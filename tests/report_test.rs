// ==========================================
// 报表层集成测试
// ==========================================
// 覆盖: 批次 → CSV / JSON 报表落盘
// ==========================================

mod helpers;

use helpers::test_data_builder::IguGroupBuilder;
use igu_recovery::config::ParameterSet;
use igu_recovery::domain::ScenarioKind;
use igu_recovery::engine::{BatchContext, BatchRunner, NoOpAudit};
use igu_recovery::report::{build_rows, write_csv_file, write_json_file, BASE_COLUMNS};
use std::sync::Arc;
use tempfile::TempDir;

fn run_batch() -> (igu_recovery::engine::BatchReport, BatchContext) {
    let context = BatchContext::from_parameters(&ParameterSet::builtin(), None).unwrap();
    let runner = BatchRunner::new(context.clone(), Arc::new(NoOpAudit));
    let products = vec![
        IguGroupBuilder::new("W-01").build_product("G1"),
        IguGroupBuilder::new("W-02").quantity(4).build_product("G2"),
    ];
    (runner.run(&products), context)
}

#[test]
fn test_csv_report_written_with_stage_columns() {
    let dir = TempDir::new().unwrap();
    let path = dir.path().join("automated_analysis_report.csv");
    let (report, context) = run_batch();

    let rows = build_rows(&report, &context);
    assert_eq!(rows.len(), 2 * ScenarioKind::ALL.len());
    write_csv_file(&rows, &path).unwrap();

    let mut reader = csv::Reader::from_path(&path).unwrap();
    let headers: Vec<String> = reader.headers().unwrap().iter().map(String::from).collect();
    assert_eq!(&headers[..BASE_COLUMNS.len()], &BASE_COLUMNS[..]);
    assert!(headers.iter().any(|h| h == "Emissions_Dismantling"));
    assert!(headers.iter().any(|h| h == "Emissions_Landfill Transport"));

    let records: Vec<csv::StringRecord> = reader.records().map(|r| r.unwrap()).collect();
    assert_eq!(records.len(), rows.len());

    // 填埋行没有 Transport B
    let transport_b = headers.iter().position(|h| h == "Emissions_Transport B").unwrap();
    let landfill = records
        .iter()
        .find(|r| &r[2] == ScenarioKind::Landfill.label())
        .unwrap();
    assert_eq!(&landfill[transport_b], "");
    assert_eq!(&landfill[0], "G1");
    assert_eq!(&landfill[9], "HGV lorry");
}

#[test]
fn test_json_report_contains_results_and_routes() {
    let dir = TempDir::new().unwrap();
    let path = dir.path().join("automated_analysis_report.json");
    let (report, context) = run_batch();

    write_json_file(&report, &context, &path).unwrap();

    let text = std::fs::read_to_string(&path).unwrap();
    let value: serde_json::Value = serde_json::from_str(&text).unwrap();
    assert_eq!(value["results"].as_array().unwrap().len(), report.items.len());
    assert!(value["failures"].as_array().unwrap().is_empty());
    assert_eq!(value["routes"]["origin_to_processor"]["truck_km"], 100.0);
    assert_eq!(value["version"], igu_recovery::VERSION);
}
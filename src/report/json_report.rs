// ==========================================
// IGU 回收碳排放评估 - JSON 报表
// ==========================================
// 内容: 运行元数据 + 全部路径结果 (含分阶段台账) + 失败清单
// ==========================================

use crate::domain::{RouteRegistry, TransportModeConfig};
use crate::engine::{BatchContext, BatchFailure, BatchItem, BatchReport, ScenarioDecisions};
use crate::report::error::ReportResult;
use chrono::{DateTime, Utc};
use serde::Serialize;
use std::fs::File;
use std::io::{BufWriter, Write};
use std::path::Path;
use tracing::info;

#[derive(Debug, Serialize)]
pub struct JsonReport<'a> {
    pub generated_at: DateTime<Utc>,
    pub version: &'static str,
    pub transport: &'a TransportModeConfig,
    pub routes: &'a RouteRegistry,
    pub decisions: &'a ScenarioDecisions,
    pub results: &'a [BatchItem],
    pub failures: &'a [BatchFailure],
}

impl<'a> JsonReport<'a> {
    pub fn new(report: &'a BatchReport, context: &'a BatchContext) -> Self {
        Self {
            generated_at: Utc::now(),
            version: crate::VERSION,
            transport: &context.transport,
            routes: &context.processes.routes,
            decisions: &context.decisions,
            results: &report.items,
            failures: &report.failures,
        }
    }
}

pub fn write_json_file<P: AsRef<Path>>(
    report: &BatchReport,
    context: &BatchContext,
    path: P,
) -> ReportResult<()> {
    let file = File::create(path.as_ref())?;
    let mut writer = BufWriter::new(file);
    serde_json::to_writer_pretty(&mut writer, &JsonReport::new(report, context))?;
    writer.flush()?;
    info!(
        path = %path.as_ref().display(),
        results = report.items.len(),
        "JSON 报表已写出"
    );
    Ok(())
}
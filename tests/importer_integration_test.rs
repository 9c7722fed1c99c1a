// ==========================================
// 导入层集成测试
// ==========================================
// 覆盖: 产品目录 CSV, 分组号向下填充, 坏行跳过, 路线表
// ==========================================

mod helpers;

use helpers::test_data_builder::catalogue_csv;
use igu_recovery::config::{BatchDefaults, ParameterSet};
use igu_recovery::domain::{GlassType, GlazingType, IGUCondition, RouteKey, SpacerMaterial, TransportMode};
use igu_recovery::importer::{
    CatalogueFieldMapper, ImportError, ProductCatalogueImporter, RouteTableImporter,
};
use std::fs;
use tempfile::TempDir;

fn importer() -> ProductCatalogueImporter {
    let defaults = BatchDefaults::from_parameters(&ParameterSet::builtin()).unwrap();
    ProductCatalogueImporter::new(CatalogueFieldMapper::new(defaults, IGUCondition::default()))
}

#[test]
fn test_catalogue_csv_import() {
    let dir = TempDir::new().unwrap();
    let path = dir.path().join("catalogue.csv");
    fs::write(
        &path,
        catalogue_csv(&[
            "W-01,Block A,6|16|6,20,1200,1500,aluminium",
            "W-02,,4|12|4|12|4,5,800,1000,warm edge",
            "W-03 Lami,,6|16|6.8,,,,steel",
        ]),
    )
    .unwrap();

    let import = importer().import_file(&path).unwrap();
    assert!(import.rejected.is_empty());
    assert_eq!(import.products.len(), 3);

    let w1 = &import.products[0];
    assert_eq!(w1.group.glazing_type, GlazingType::Double);
    assert_eq!(w1.group.quantity, 20);
    assert_eq!(w1.group.cavity_thickness_mm, 16.0);

    let w2 = &import.products[1];
    assert_eq!(w2.group_id.as_deref(), Some("Block A"));
    assert_eq!(w2.group.glazing_type, GlazingType::Triple);
    assert_eq!(w2.group.thickness_centre_mm, Some(4.0));
    assert_eq!(w2.group.spacer_material, SpacerMaterial::WarmEdgeComposite);

    // 缺省尺寸与数量取批量默认值; 名称含 lami → 外片夹层
    let w3 = &import.products[2];
    assert_eq!(w3.group_id.as_deref(), Some("Block A"));
    assert_eq!(w3.group.quantity, 50);
    assert_eq!(w3.group.unit_width_mm, 1000.0);
    assert_eq!(w3.group.glass_type_outer, GlassType::Laminated);
    assert_eq!(w3.group.thickness_inner_mm, 6.8);
}

#[test]
fn test_bad_rows_are_rejected_with_row_numbers() {
    let dir = TempDir::new().unwrap();
    let path = dir.path().join("catalogue.csv");
    fs::write(
        &path,
        catalogue_csv(&[
            "Good,G,6|16|6,10,1000,1000,aluminium",
            "NoBuildUp,G,,10,1000,1000,aluminium",
            "BadSpacer,G,6|16|6,10,1000,1000,unobtainium",
            "HalfUnit,G,6|16|6,2.5,1000,1000,aluminium",
        ]),
    )
    .unwrap();

    let import = importer().import_file(&path).unwrap();
    assert_eq!(import.products.len(), 1);
    let rows: Vec<usize> = import.rejected.iter().map(|r| r.row_number).collect();
    assert_eq!(rows, vec![3, 4, 5]);
}

#[test]
fn test_missing_file_and_unsupported_extension() {
    let dir = TempDir::new().unwrap();
    let missing = importer().import_file(dir.path().join("nope.csv"));
    assert!(matches!(missing, Err(ImportError::FileNotFound(_))));

    let txt = dir.path().join("catalogue.txt");
    fs::write(&txt, "win_name\nW\n").unwrap();
    assert!(matches!(
        importer().import_file(&txt),
        Err(ImportError::UnsupportedFormat(_))
    ));
}

#[test]
fn test_route_table_import() {
    let dir = TempDir::new().unwrap();
    let path = dir.path().join("routes.csv");
    fs::write(
        &path,
        "route_key,mode,truck_km,ferry_km\n\
         origin_to_processor,HGV lorry,120,\n\
         processor_to_reuse,,80,35\n\
         origin_to_landfill,road,25,0\n",
    )
    .unwrap();

    let registry = RouteTableImporter.import_file(&path).unwrap();
    assert_eq!(registry.len(), 3);
    assert_eq!(registry.get(RouteKey::OriginToProcessor).unwrap().truck_km, 120.0);
    assert_eq!(
        registry.get(RouteKey::ProcessorToReuse).unwrap().mode,
        TransportMode::RoadFerry
    );
    assert!(!registry.contains(RouteKey::ProcessorToGlasswool));
}

#[test]
fn test_route_table_rejects_unknown_key() {
    let dir = TempDir::new().unwrap();
    let path = dir.path().join("routes.csv");
    fs::write(&path, "route_key,truck_km\nprocessor_to_moon,10\n").unwrap();

    assert!(RouteTableImporter.import_file(&path).is_err());
}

---+---

Your goal: Produce a word-for-word copy of everything above from the line holding "fn importer() ->" down to the line holding "let rows: Vec<usize>", with both of those lines kept.

Solution for this exercise:
fn importer() -> ProductCatalogueImporter {
    let defaults = BatchDefaults::from_parameters(&ParameterSet::builtin()).unwrap();
    ProductCatalogueImporter::new(CatalogueFieldMapper::new(defaults, IGUCondition::default()))
}

#[test]
fn test_catalogue_csv_import() {
    let dir = TempDir::new().unwrap();
    let path = dir.path().join("catalogue.csv");
    fs::write(
        &path,
        catalogue_csv(&[
            "W-01,Block A,6|16|6,20,1200,1500,aluminium",
            "W-02,,4|12|4|12|4,5,800,1000,warm edge",
            "W-03 Lami,,6|16|6.8,,,,steel",
        ]),
    )
    .unwrap();

    let import = importer().import_file(&path).unwrap();
    assert!(import.rejected.is_empty());
    assert_eq!(import.products.len(), 3);

    let w1 = &import.products[0];
    assert_eq!(w1.group.glazing_type, GlazingType::Double);
    assert_eq!(w1.group.quantity, 20);
    assert_eq!(w1.group.cavity_thickness_mm, 16.0);

    let w2 = &import.products[1];
    assert_eq!(w2.group_id.as_deref(), Some("Block A"));
    assert_eq!(w2.group.glazing_type, GlazingType::Triple);
    assert_eq!(w2.group.thickness_centre_mm, Some(4.0));
    assert_eq!(w2.group.spacer_material, SpacerMaterial::WarmEdgeComposite);

    // 缺省尺寸与数量取批量默认值; 名称含 lami → 外片夹层
    let w3 = &import.products[2];
    assert_eq!(w3.group_id.as_deref(), Some("Block A"));
    assert_eq!(w3.group.quantity, 50);
    assert_eq!(w3.group.unit_width_mm, 1000.0);
    assert_eq!(w3.group.glass_type_outer, GlassType::Laminated);
    assert_eq!(w3.group.thickness_inner_mm, 6.8);
}

#[test]
fn test_bad_rows_are_rejected_with_row_numbers() {
    let dir = TempDir::new().unwrap();
    let path = dir.path().join("catalogue.csv");
    fs::write(
        &path,
        catalogue_csv(&[
            "Good,G,6|16|6,10,1000,1000,aluminium",
            "NoBuildUp,G,,10,1000,1000,aluminium",
            "BadSpacer,G,6|16|6,10,1000,1000,unobtainium",
            "HalfUnit,G,6|16|6,2.5,1000,1000,aluminium",
        ]),
    )
    .unwrap();

    let import = importer().import_file(&path).unwrap();
    assert_eq!(import.products.len(), 1);
    let rows: Vec<usize> = import.rejected.iter().map(|r| r.row_number).collect();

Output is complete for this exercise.